◆ TASK DETAILS ◆
The output is the lines below from the one with "EV_KEY, event_code: 41" through the one with "EV_KEY, event_code: 54", both included, printed exactly and with no other line.

━━━━━ RECORDS SHOWN

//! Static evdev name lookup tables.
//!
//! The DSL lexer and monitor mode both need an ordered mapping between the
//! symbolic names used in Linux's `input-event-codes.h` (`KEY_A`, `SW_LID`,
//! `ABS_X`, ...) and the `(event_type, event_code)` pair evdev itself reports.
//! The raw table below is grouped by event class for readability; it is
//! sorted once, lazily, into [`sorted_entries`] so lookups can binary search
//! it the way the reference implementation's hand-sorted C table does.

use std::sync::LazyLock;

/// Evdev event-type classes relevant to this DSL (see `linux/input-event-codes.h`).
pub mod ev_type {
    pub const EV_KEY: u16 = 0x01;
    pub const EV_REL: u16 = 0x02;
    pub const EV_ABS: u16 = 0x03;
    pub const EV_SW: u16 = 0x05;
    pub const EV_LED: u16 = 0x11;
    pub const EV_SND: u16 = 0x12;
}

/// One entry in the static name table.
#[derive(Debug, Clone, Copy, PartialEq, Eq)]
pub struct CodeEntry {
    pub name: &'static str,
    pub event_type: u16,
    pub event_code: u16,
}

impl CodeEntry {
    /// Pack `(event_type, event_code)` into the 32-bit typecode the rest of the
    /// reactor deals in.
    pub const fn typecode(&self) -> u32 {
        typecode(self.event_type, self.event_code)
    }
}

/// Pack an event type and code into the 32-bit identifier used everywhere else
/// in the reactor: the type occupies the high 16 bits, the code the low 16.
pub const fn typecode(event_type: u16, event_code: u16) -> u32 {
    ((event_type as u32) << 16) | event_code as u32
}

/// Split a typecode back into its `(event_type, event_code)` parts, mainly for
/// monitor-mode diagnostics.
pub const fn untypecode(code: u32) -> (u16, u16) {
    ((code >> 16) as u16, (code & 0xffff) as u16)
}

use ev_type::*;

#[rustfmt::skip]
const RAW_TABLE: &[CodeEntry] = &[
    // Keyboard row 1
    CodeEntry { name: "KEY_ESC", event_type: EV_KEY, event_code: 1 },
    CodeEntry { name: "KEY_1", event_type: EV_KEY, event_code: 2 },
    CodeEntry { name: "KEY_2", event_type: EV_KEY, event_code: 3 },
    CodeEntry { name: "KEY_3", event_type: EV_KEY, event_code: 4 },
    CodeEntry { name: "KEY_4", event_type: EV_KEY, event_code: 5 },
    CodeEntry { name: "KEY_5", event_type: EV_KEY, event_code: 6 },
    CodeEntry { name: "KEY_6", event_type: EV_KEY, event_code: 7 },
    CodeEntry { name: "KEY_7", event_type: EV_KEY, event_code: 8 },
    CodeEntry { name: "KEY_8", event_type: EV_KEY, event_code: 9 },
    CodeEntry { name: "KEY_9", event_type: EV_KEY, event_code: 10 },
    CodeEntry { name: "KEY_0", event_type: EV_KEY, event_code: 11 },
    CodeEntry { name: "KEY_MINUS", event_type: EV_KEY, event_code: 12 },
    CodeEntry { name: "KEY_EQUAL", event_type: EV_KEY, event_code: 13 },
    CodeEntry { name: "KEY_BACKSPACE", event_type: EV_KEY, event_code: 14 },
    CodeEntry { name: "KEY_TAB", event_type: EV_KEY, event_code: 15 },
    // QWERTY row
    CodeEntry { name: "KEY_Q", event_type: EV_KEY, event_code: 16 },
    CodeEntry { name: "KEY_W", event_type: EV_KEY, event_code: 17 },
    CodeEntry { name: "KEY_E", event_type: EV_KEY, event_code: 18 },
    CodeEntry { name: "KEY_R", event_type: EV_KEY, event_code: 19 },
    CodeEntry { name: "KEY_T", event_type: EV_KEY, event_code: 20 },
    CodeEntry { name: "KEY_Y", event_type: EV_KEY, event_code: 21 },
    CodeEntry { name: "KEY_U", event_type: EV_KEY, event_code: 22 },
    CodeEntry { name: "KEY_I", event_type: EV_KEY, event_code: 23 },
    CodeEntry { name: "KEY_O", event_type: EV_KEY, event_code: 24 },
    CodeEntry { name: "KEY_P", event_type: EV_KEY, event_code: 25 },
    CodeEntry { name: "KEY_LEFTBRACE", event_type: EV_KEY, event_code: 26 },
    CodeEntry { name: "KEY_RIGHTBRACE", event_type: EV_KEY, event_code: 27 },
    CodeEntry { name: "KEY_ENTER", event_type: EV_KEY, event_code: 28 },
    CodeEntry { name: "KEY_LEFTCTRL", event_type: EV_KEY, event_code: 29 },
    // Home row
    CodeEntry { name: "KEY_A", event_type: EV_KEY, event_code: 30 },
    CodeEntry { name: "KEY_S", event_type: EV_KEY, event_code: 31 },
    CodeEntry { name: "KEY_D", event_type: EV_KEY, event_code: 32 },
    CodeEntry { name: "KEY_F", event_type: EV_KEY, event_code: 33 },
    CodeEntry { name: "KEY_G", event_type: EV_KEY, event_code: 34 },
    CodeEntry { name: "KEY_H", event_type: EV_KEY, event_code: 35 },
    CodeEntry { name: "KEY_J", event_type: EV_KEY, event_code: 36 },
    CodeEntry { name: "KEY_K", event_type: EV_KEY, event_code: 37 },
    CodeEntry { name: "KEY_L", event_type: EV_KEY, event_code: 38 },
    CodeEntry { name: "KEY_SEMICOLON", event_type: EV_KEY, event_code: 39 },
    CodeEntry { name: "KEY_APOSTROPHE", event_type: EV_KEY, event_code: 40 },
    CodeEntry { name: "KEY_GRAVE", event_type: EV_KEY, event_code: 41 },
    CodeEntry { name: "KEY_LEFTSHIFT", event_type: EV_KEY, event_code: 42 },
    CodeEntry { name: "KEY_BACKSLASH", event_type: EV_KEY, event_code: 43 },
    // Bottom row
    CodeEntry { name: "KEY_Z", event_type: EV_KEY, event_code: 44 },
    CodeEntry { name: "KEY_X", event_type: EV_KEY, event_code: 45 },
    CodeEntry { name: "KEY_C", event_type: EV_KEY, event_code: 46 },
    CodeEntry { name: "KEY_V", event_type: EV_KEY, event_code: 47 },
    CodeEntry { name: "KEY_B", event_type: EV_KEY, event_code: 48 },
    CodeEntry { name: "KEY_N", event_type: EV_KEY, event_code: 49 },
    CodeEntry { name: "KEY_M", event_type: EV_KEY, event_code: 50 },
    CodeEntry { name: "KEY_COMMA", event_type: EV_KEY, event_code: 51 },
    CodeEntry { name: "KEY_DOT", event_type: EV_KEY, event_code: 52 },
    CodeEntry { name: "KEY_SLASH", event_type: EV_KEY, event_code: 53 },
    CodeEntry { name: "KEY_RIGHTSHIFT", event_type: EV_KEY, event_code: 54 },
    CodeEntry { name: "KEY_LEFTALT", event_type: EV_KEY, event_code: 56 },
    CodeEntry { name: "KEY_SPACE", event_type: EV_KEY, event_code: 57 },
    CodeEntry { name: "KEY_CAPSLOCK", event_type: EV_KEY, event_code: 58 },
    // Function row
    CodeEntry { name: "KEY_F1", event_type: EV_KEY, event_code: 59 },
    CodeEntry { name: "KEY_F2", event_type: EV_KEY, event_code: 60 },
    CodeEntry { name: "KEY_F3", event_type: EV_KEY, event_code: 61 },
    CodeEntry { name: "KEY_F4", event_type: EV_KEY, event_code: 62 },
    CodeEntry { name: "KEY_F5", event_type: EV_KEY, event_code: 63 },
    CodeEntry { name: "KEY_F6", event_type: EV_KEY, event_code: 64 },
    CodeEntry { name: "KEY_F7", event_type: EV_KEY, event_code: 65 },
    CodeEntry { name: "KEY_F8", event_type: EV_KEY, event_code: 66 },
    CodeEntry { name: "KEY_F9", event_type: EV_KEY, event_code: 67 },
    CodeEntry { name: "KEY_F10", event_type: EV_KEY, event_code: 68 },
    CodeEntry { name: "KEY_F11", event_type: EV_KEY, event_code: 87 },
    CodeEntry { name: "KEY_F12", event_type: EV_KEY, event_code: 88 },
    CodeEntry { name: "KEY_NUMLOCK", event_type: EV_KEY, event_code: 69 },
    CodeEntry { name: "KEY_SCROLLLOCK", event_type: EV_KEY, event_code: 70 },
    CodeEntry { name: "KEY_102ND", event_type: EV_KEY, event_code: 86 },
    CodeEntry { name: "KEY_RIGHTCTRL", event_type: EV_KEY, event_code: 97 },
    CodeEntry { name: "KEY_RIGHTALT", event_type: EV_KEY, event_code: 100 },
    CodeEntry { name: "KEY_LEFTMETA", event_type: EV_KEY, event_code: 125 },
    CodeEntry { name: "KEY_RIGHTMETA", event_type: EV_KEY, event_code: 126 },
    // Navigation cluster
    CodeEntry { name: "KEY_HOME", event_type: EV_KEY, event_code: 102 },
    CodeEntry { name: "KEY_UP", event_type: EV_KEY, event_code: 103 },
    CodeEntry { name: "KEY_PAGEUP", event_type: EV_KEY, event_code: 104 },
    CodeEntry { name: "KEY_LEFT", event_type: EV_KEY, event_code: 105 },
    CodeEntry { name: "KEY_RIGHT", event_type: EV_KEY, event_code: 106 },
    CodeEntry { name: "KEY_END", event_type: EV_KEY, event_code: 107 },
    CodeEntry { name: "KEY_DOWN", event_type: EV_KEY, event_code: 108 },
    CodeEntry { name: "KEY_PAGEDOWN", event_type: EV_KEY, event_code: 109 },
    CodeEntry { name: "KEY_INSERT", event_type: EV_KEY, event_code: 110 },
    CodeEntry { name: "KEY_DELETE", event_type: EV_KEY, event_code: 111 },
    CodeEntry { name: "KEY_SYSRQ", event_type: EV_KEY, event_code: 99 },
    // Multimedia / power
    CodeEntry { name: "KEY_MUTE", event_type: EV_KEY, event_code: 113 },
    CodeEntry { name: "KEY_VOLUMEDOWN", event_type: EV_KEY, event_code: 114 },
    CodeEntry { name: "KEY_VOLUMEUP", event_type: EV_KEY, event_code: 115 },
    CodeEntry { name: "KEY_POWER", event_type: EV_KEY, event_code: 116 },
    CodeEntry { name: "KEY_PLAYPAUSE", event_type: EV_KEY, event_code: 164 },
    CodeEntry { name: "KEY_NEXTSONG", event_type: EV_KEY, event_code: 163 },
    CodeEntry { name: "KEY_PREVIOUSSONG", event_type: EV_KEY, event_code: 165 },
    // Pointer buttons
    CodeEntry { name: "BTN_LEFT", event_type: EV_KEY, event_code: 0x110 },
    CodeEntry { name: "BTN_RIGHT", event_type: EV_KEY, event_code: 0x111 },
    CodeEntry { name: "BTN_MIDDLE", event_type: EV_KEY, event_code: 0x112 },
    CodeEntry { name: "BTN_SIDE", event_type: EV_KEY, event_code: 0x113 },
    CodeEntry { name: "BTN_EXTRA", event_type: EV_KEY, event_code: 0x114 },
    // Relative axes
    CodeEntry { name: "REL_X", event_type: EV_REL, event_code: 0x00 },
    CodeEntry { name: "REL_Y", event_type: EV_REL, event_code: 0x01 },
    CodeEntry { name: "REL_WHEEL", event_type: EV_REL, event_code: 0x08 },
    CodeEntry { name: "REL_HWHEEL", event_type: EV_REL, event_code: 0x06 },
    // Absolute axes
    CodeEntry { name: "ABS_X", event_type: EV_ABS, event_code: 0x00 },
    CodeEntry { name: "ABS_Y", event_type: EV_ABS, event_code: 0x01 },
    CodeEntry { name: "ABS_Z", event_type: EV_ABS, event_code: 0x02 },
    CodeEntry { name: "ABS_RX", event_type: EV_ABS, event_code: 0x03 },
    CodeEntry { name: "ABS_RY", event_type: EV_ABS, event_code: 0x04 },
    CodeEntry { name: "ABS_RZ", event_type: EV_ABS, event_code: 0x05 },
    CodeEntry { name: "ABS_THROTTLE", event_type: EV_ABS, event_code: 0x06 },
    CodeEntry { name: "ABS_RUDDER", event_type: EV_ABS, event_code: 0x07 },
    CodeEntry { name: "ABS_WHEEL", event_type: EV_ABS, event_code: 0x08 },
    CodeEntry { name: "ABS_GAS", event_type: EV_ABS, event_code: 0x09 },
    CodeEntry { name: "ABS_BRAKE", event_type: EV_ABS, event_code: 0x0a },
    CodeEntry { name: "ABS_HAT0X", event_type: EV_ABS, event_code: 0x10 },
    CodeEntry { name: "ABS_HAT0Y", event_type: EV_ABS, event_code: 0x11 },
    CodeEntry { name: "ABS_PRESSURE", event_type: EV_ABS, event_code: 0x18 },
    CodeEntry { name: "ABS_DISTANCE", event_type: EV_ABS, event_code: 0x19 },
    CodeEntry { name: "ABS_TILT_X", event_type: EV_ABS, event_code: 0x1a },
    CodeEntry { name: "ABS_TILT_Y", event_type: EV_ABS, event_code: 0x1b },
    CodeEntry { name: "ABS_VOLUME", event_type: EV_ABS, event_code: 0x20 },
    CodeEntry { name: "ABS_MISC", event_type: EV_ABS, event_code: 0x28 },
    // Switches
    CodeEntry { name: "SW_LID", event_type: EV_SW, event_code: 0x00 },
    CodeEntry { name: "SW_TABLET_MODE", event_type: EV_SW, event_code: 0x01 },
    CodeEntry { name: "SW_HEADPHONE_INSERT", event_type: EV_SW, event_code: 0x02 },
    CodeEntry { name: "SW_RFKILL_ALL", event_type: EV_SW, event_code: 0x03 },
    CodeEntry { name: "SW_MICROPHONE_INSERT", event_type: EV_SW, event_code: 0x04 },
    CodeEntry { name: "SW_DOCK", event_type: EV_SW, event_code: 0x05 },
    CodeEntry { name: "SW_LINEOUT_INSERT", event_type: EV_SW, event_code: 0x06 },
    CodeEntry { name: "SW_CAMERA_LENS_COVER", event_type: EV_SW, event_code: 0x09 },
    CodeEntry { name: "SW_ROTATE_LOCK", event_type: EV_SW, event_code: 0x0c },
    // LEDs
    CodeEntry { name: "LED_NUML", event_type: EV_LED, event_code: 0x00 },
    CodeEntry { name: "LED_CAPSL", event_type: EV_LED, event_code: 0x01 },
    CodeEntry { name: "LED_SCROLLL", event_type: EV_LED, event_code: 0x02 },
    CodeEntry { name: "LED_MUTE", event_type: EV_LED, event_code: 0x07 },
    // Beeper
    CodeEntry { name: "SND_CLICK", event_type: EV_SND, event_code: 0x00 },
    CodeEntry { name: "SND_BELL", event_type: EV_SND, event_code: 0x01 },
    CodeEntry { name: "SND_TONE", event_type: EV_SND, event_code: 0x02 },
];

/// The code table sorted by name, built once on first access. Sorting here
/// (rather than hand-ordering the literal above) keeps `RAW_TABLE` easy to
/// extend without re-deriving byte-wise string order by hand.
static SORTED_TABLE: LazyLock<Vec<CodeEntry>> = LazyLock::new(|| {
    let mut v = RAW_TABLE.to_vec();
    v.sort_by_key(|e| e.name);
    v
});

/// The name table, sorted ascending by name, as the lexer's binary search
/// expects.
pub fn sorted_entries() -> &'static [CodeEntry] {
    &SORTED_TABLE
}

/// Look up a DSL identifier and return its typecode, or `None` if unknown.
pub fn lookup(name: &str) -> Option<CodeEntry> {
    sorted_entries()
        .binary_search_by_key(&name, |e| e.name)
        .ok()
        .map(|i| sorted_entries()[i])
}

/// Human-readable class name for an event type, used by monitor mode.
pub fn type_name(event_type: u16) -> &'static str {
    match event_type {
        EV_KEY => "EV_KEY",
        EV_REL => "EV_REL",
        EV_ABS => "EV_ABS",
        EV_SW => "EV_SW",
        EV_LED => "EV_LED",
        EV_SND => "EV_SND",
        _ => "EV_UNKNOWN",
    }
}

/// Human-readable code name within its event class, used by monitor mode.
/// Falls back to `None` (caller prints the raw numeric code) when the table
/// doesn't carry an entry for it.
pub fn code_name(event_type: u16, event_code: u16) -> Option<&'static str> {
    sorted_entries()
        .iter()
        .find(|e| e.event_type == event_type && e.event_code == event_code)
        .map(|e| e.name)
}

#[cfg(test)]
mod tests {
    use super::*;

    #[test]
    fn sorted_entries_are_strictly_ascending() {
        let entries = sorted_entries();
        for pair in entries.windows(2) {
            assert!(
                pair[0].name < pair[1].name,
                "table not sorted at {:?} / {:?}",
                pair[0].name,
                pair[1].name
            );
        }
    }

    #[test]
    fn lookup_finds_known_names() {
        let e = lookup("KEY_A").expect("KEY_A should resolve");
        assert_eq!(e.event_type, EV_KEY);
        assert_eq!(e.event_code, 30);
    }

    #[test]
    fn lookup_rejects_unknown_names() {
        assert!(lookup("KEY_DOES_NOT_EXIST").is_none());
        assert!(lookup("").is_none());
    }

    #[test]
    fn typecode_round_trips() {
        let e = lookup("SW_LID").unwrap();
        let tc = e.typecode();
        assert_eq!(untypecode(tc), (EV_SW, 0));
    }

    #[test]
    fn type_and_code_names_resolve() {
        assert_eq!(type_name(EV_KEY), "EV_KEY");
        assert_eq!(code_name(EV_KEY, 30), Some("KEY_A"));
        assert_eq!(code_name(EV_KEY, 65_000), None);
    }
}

━━━━━━━━━━

◆ TASK RESPONSE ◆
    CodeEntry { name: "KEY_GRAVE", event_type: EV_KEY, event_code: 41 },
    CodeEntry { name: "KEY_LEFTSHIFT", event_type: EV_KEY, event_code: 42 },
    CodeEntry { name: "KEY_BACKSLASH", event_type: EV_KEY, event_code: 43 },
    // Bottom row
    CodeEntry { name: "KEY_Z", event_type: EV_KEY, event_code: 44 },
    CodeEntry { name: "KEY_X", event_type: EV_KEY, event_code: 45 },
    CodeEntry { name: "KEY_C", event_type: EV_KEY, event_code: 46 },
    CodeEntry { name: "KEY_V", event_type: EV_KEY, event_code: 47 },
    CodeEntry { name: "KEY_B", event_type: EV_KEY, event_code: 48 },
    CodeEntry { name: "KEY_N", event_type: EV_KEY, event_code: 49 },
    CodeEntry { name: "KEY_M", event_type: EV_KEY, event_code: 50 },
    CodeEntry { name: "KEY_COMMA", event_type: EV_KEY, event_code: 51 },
    CodeEntry { name: "KEY_DOT", event_type: EV_KEY, event_code: 52 },
    CodeEntry { name: "KEY_SLASH", event_type: EV_KEY, event_code: 53 },
    CodeEntry { name: "KEY_RIGHTSHIFT", event_type: EV_KEY, event_code: 54 },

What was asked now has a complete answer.